[svn.haxx.se] · SVN Dev · SVN Users · SVN Org · TSVN Dev · TSVN Users · Subclipse Dev · Subclipse Users · this month's index

Re: Editor v2 - suggestions and queries

From: Greg Stein <gstein_at_gmail.com>
Date: Sat, 5 Nov 2011 19:56:29 -0400

On Fri, Nov 4, 2011 at 11:16, Julian Foad <julian.foad_at_wandisco.com> wrote:
>...
>>> + *        internally respond to cancellation. If the driver then calls
>>> + *        'complete' without intercepting the cancellation, the user
>>> + *        would not be happy to see that commit being completed.
>>
>> That would be a bug in the add, which is not checking.
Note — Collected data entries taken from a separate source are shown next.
//! Cancellation token handed to invoked target methods.
//!
//! The wire protocol carries no cancellation message, so the token a
//! handler receives from the dispatch loop is never triggered from across
//! the connection; it exists so method signatures that expect one have a
//! real token to check.

use std::sync::atomic::{AtomicBool, Ordering};
use std::sync::Arc;

/// A cancellation token for cooperative cancellation.
///
/// Clones share state: cancelling any clone is observed by all of them.
#[derive(Debug, Clone, Default)]
pub struct CancellationToken {
    cancelled: Arc<AtomicBool>,
}

impl CancellationToken {
    pub fn new() -> Self {
        Self {
            cancelled: Arc::new(AtomicBool::new(false)),
        }
    }

    /// Request cancellation.
    pub fn cancel(&self) {
        self.cancelled.store(true, Ordering::SeqCst);
    }

    /// Check if cancellation has been requested.
    pub fn is_cancelled(&self) -> bool {
        self.cancelled.load(Ordering::SeqCst)
    }

    /// Check cancellation and return an error if cancelled.
    pub fn check(&self) -> Result<(), CancelledError> {
        if self.is_cancelled() {
            Err(CancelledError)
        } else {
            Ok(())
        }
    }
}

/// Error returned when an operation is cancelled.
#[derive(Debug, Clone, Copy, PartialEq, Eq)]
pub struct CancelledError;

impl std::fmt::Display for CancelledError {
    fn fmt(&self, f: &mut std::fmt::Formatter<'_>) -> std::fmt::Result {
        write!(f, "Operation was cancelled")
    }
}

impl std::error::Error for CancelledError {}

#[cfg(test)]
mod tests {
    use super::*;

    #[test]
    fn test_new_token_not_cancelled() {
        let token = CancellationToken::new();
        assert!(!token.is_cancelled());
        assert!(token.check().is_ok());
    }

    #[test]
    fn test_cancel() {
        let token = CancellationToken::new();
        token.cancel();
        assert!(token.is_cancelled());
        assert!(token.check().is_err());
    }

    #[test]
    fn test_clone_shares_state() {
        let token1 = CancellationToken::new();
        let token2 = token1.clone();

        token1.cancel();

        assert!(token1.is_cancelled());
        assert!(token2.is_cancelled());
    }
}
I see no reason
>> to work around a bug.
>
> The 'add' method *should* be cancellable internally if it's taking a
> long time, of course.  My argument still applies if 'add' is doing
> cancellation checks internally but happens not to check during the
> last (say) one second before it returns.  I disagree that that would
> constitute a bug in the add.
>
>> If the caller wants to abort the editor, then it
>> should be able to do so, regardless of the cancellation setting.
>
> I agree that 'abort' should not be cancellable, but I'm talking about
> 'complete'.
>
> I understand it's a feature of the editor design that the driver side
> implementation can batch up the effects of editor calls, buffering the
> data and returning quickly from each of them, and then the 'complete'
> call can take a long time as it flushes the buffer and waits for all
> the transfer to complete.  In this way, the 'complete' call acts like
> a 'flush' followed by a 'close'.  Would we not expect the 'complete'
> function to check internally for cancellation while its 'flush' phase
> is proceeding?  It seems necessary that it should do so, if
> cancellation is to be effective for the user.
>
> As an aside, I found it helpful to think about what the driver is
> allowed to do when an editor function returns 'cancelled'.  "Unless it
> overrides the cancellation (denoted by #SVN_ERR_CANCELLED), the driver
> aborts the transmission by invoking the svn_editor_abort() callback."
> The driver should certainly be allowed to call 'abort', and that call
> should reach the receiver side if at all possible.  For a little time
> I wondered whether we also want the option for a driver to treat the
> cancellation request as a polite request from the user that the driver
> has now sent everything the (driver-side) user cares about and so the
> editor should be closed 'successfully' at this point.  A driver that
> is performing a commit should certainly not behave like that.
> Performing a WC update?  No, that would corrupt the WC.  Printing a
> diff to a remote user's screen?  Even in that hypothetical case,
> although it might be harmless, it's probably much more useful and
> correct to call 'abort' and thus discard any unsent output.  So I
> don't see a need for a driver to be able to call 'complete' after an
> editor call returns 'cancelled', nor can I see that being logically
> sound, given that some editor function may have returned early and
> left some state undefined.
>
> So one point from that is I don't see a way in which the driver should
> be allowed to 'override' the cancellation.  If that were allowed, that
> would imply either that cancellation is only checked between editor
> calls and not at arbitrary points inside them, which is (I think) not
> right, or that the driver has knowledge about the editor
> implementation.
>
> If you're with me so far, then I'd suggest that in terms of
> cancellation 'complete' is more similar to 'add' than it is similar to
> 'abort'.

Hmm. Some interesting points here. And with some ties into your responses later.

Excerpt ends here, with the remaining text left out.